[Excerpts from a dataset]
==================================================
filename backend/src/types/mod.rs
pub mod id;

pub use id::*;
use anyhow::anyhow;
use chrono::{Duration, Utc};
use jsonwebtoken::{decode, encode, DecodingKey, EncodingKey, Header, Validation};
use serde::{Deserialize, Serialize};
use uuid::Uuid;

use crate::models::identity::{Identity, UserRole};
use crate::types::UserId;

#[derive(Debug, Clone, Serialize, Deserialize)]
pub struct Claims {
    pub sub: UserId,
    pub email: String,
    pub role: UserRole,
    pub exp: i64,    // expiration time
    pub iat: i64,    // issued at
    pub jti: String, // JWT ID
}

impl Claims {
    pub fn new(
        user_id: UserId,
        email: String,
        role: UserRole,
        expiration_hours: u64,
    ) -> anyhow::Result<Self> {
        let now = Utc::now();
        let exp = i64::try_from(expiration_hours)
            .ok()
            .and_then(Duration::try_hours)
            .and_then(|lifetime| now.checked_add_signed(lifetime))
            .ok_or_else(|| anyhow!("Token lifetime of {} hours is out of range", expiration_hours))?;

        Ok(Self {
            sub: user_id,
            email,
            role,
            exp: exp.timestamp(),
            iat: now.timestamp(),
            jti: Uuid::new_v4().to_string(),
        })
    }

    pub fn identity(&self) -> Identity {
        Identity {
            user_id: self.sub,
            role: self.role,
        }
    }
}

pub fn create_access_token(
    user_id: UserId,
    email: String,
    role: UserRole,
    secret: &str,
    expiration_hours: u64,
) -> anyhow::Result<String> {
    let claims = Claims::new(user_id, email, role, expiration_hours)?;
    let token = encode(
        &Header::default(),
        &claims,
        &EncodingKey::from_secret(secret.as_ref()),
    )?;

    Ok(token)
}

pub fn verify_access_token(token: &str, secret: &str) -> anyhow::Result<Claims> {
    let validation = Validation::default();
    let token_data = decode::<Claims>(
        token,
        &DecodingKey::from_secret(secret.as_ref()),
        &validation,
    )?;

    Ok(token_data.claims)
}
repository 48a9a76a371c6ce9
use axum::{
    http::{HeaderValue, Method},
    middleware as axum_middleware,
    routing::{get, post},
    Router,
};
use tower::ServiceBuilder;
use tower_http::{
    cors::{AllowOrigin, Any, CorsLayer},
    trace::TraceLayer,
};
use utoipa::OpenApi;
use utoipa_swagger_ui::SwaggerUi;

use crate::{docs::ApiDoc, handlers, middleware as auth_middleware, state::AppState};

pub fn build_router(state: AppState) -> Router {
    let public_routes = Router::new().route("/health", get(handlers::health::health));

    // Any authenticated caller; role rules are enforced by the services.
    let user_routes = Router::new()
        .route("/api/auth/me", get(handlers::auth::me))
        .route(
            "/api/environments",
            get(handlers::catalog::list_environments),
        )
        .route(
            "/api/environments/{id}",
            get(handlers::catalog::get_environment),
        )
        .route(
            "/api/resource-types",
            get(handlers::catalog::list_resource_types),
        )
        .route(
            "/api/resource-types/{id}",
            get(handlers::catalog::get_resource_type),
        )
        .route(
            "/api/resource-types/{id}/schema",
            get(handlers::catalog::get_resource_type_schema),
        )
        .route(
            "/api/requests",
            get(handlers::requests::list_requests).post(handlers::requests::create_request),
        )
        .route(
            "/api/requests/{id}",
            get(handlers::requests::get_request)
                .put(handlers::requests::update_request)
                .delete(handlers::requests::delete_request),
        )
        .route(
            "/api/requests/{id}/submit",
            post(handlers::requests::submit_request),
        )
        .route_layer(axum_middleware::from_fn_with_state(
            state.clone(),
            auth_middleware::auth,
        ));

    let approver_routes = Router::new()
        .route("/api/approvals", get(handlers::approvals::list_approvals))
        .route(
            "/api/approvals/{id}",
            get(handlers::approvals::get_approval),
        )
        .route(
            "/api/approvals/{id}/approve",
            post(handlers::approvals::approve),
        )
        .route(
            "/api/approvals/{id}/reject",
            post(handlers::approvals::reject),
        )
        .route_layer(axum_middleware::from_fn(auth_middleware::require_approver))
        .route_layer(axum_middleware::from_fn_with_state(
            state.clone(),
            auth_middleware::auth,
        ));

    let admin_routes = Router::new()
        .route(
            "/api/admin/audit-logs",
            get(handlers::audit_logs::list_audit_logs),
        )
        .route_layer(axum_middleware::from_fn(auth_middleware::require_admin))
        .route_layer(axum_middleware::from_fn_with_state(
            state.clone(),
            auth_middleware::auth,
        ));

    let cors = cors_layer(&state.config.cors_allow_origins);

    Router::new()
        .merge(SwaggerUi::new("/swagger-ui").url("/api-docs/openapi.json", ApiDoc::openapi()))
        .merge(public_routes)
        .merge(user_routes)
        .merge(approver_routes)
        .merge(admin_routes)
        .layer(
            ServiceBuilder::new()
                .layer(axum_middleware::from_fn(auth_middleware::request_id))
                .layer(TraceLayer::new_for_http())
                .layer(cors),
        )
        .with_state(state)
}

fn cors_layer(origins: &[String]) -> CorsLayer {
    let base = CorsLayer::new()
        .allow_methods([
            Method::GET,
            Method::POST,
            Method::PUT,
            Method::DELETE,
            Method::OPTIONS,
        ])
        .allow_headers(Any)
        .max_age(std::time::Duration::from_secs(24 * 60 * 60));

    if origins.iter().any(|origin| origin == "*") {
        return base.allow_origin(Any);
    }
    let allowed: Vec<HeaderValue> = origins
        .iter()
        .filter_map(|origin| match HeaderValue::from_str(origin) {
            Ok(value) => Some(value),
            Err(_) => {
                tracing::warn!(origin = %origin, "Ignoring invalid CORS origin");
                None
            }
        })
        .collect();
    base.allow_origin(AllowOrigin::list(allowed))
}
==================================================
WHAT TO DO:
The response should be a verbatim transcription of the data.

WRITTEN ANSWER:
filename backend/src/types/mod.rs
pub mod id;

pub use id::*;
use anyhow::anyhow;
use chrono::{Duration, Utc};
use jsonwebtoken::{decode, encode, DecodingKey, EncodingKey, Header, Validation};
use serde::{Deserialize, Serialize};
use uuid::Uuid;

use crate::models::identity::{Identity, UserRole};
use crate::types::UserId;

#[derive(Debug, Clone, Serialize, Deserialize)]
pub struct Claims {
    pub sub: UserId,
    pub email: String,
    pub role: UserRole,
    pub exp: i64,    // expiration time
    pub iat: i64,    // issued at
    pub jti: String, // JWT ID
}

impl Claims {
    pub fn new(
        user_id: UserId,
        email: String,
        role: UserRole,
        expiration_hours: u64,
    ) -> anyhow::Result<Self> {
        let now = Utc::now();
        let exp = i64::try_from(expiration_hours)
            .ok()
            .and_then(Duration::try_hours)
            .and_then(|lifetime| now.checked_add_signed(lifetime))
            .ok_or_else(|| anyhow!("Token lifetime of {} hours is out of range", expiration_hours))?;

        Ok(Self {
            sub: user_id,
            email,
            role,
            exp: exp.timestamp(),
            iat: now.timestamp(),
            jti: Uuid::new_v4().to_string(),
        })
    }

    pub fn identity(&self) -> Identity {
        Identity {
            user_id: self.sub,
            role: self.role,
        }
    }
}

pub fn create_access_token(
    user_id: UserId,
    email: String,
    role: UserRole,
    secret: &str,
    expiration_hours: u64,
) -> anyhow::Result<String> {
    let claims = Claims::new(user_id, email, role, expiration_hours)?;
    let token = encode(
        &Header::default(),
        &claims,
        &EncodingKey::from_secret(secret.as_ref()),
    )?;

    Ok(token)
}

pub fn verify_access_token(token: &str, secret: &str) -> anyhow::Result<Claims> {
    let validation = Validation::default();
    let token_data = decode::<Claims>(
        token,
        &DecodingKey::from_secret(secret.as_ref()),
        &validation,
    )?;

    Ok(token_data.claims)
}
repository 48a9a76a371c6ce9
use axum::{
    http::{HeaderValue, Method},
    middleware as axum_middleware,
    routing::{get, post},
    Router,
};
use tower::ServiceBuilder;
use tower_http::{
    cors::{AllowOrigin, Any, CorsLayer},
    trace::TraceLayer,
};
use utoipa::OpenApi;
use utoipa_swagger_ui::SwaggerUi;

use crate::{docs::ApiDoc, handlers, middleware as auth_middleware, state::AppState};

pub fn build_router(state: AppState) -> Router {
    let public_routes = Router::new().route("/health", get(handlers::health::health));

    // Any authenticated caller; role rules are enforced by the services.
    let user_routes = Router::new()
        .route("/api/auth/me", get(handlers::auth::me))
        .route(
            "/api/environments",
            get(handlers::catalog::list_environments),
        )
        .route(
            "/api/environments/{id}",
            get(handlers::catalog::get_environment),
        )
        .route(
            "/api/resource-types",
            get(handlers::catalog::list_resource_types),
        )
        .route(
            "/api/resource-types/{id}",
            get(handlers::catalog::get_resource_type),
        )
        .route(
            "/api/resource-types/{id}/schema",
            get(handlers::catalog::get_resource_type_schema),
        )
        .route(
            "/api/requests",
            get(handlers::requests::list_requests).post(handlers::requests::create_request),
        )
        .route(
            "/api/requests/{id}",
            get(handlers::requests::get_request)
                .put(handlers::requests::update_request)
                .delete(handlers::requests::delete_request),
        )
        .route(
            "/api/requests/{id}/submit",
            post(handlers::requests::submit_request),
        )
        .route_layer(axum_middleware::from_fn_with_state(
            state.clone(),
            auth_middleware::auth,
        ));

    let approver_routes = Router::new()
        .route("/api/approvals", get(handlers::approvals::list_approvals))
        .route(
            "/api/approvals/{id}",
            get(handlers::approvals::get_approval),
        )
        .route(
            "/api/approvals/{id}/approve",
            post(handlers::approvals::approve),
        )
        .route(
            "/api/approvals/{id}/reject",
            post(handlers::approvals::reject),
        )
        .route_layer(axum_middleware::from_fn(auth_middleware::require_approver))
        .route_layer(axum_middleware::from_fn_with_state(
            state.clone(),
            auth_middleware::auth,
        ));

    let admin_routes = Router::new()
        .route(
            "/api/admin/audit-logs",
            get(handlers::audit_logs::list_audit_logs),
        )
        .route_layer(axum_middleware::from_fn(auth_middleware::require_admin))
        .route_layer(axum_middleware::from_fn_with_state(
            state.clone(),
            auth_middleware::auth,
        ));

    let cors = cors_layer(&state.config.cors_allow_origins);

    Router::new()
        .merge(SwaggerUi::new("/swagger-ui").url("/api-docs/openapi.json", ApiDoc::openapi()))
        .merge(public_routes)
        .merge(user_routes)
        .merge(approver_routes)
        .merge(admin_routes)
        .layer(
            ServiceBuilder::new()
                .layer(axum_middleware::from_fn(auth_middleware::request_id))
                .layer(TraceLayer::new_for_http())
                .layer(cors),
        )
        .with_state(state)
}

fn cors_layer(origins: &[String]) -> CorsLayer {
    let base = CorsLayer::new()
        .allow_methods([
            Method::GET,
            Method::POST,
            Method::PUT,
            Method::DELETE,
            Method::OPTIONS,
        ])
        .allow_headers(Any)
        .max_age(std::time::Duration::from_secs(24 * 60 * 60));

    if origins.iter().any(|origin| origin == "*") {
        return base.allow_origin(Any);
    }
    let allowed: Vec<HeaderValue> = origins
        .iter()
        .filter_map(|origin| match HeaderValue::from_str(origin) {
            Ok(value) => Some(value),
            Err(_) => {
                tracing::warn!(origin = %origin, "Ignoring invalid CORS origin");
                None
            }
        })
        .collect();
    base.allow_origin(AllowOrigin::list(allowed))
}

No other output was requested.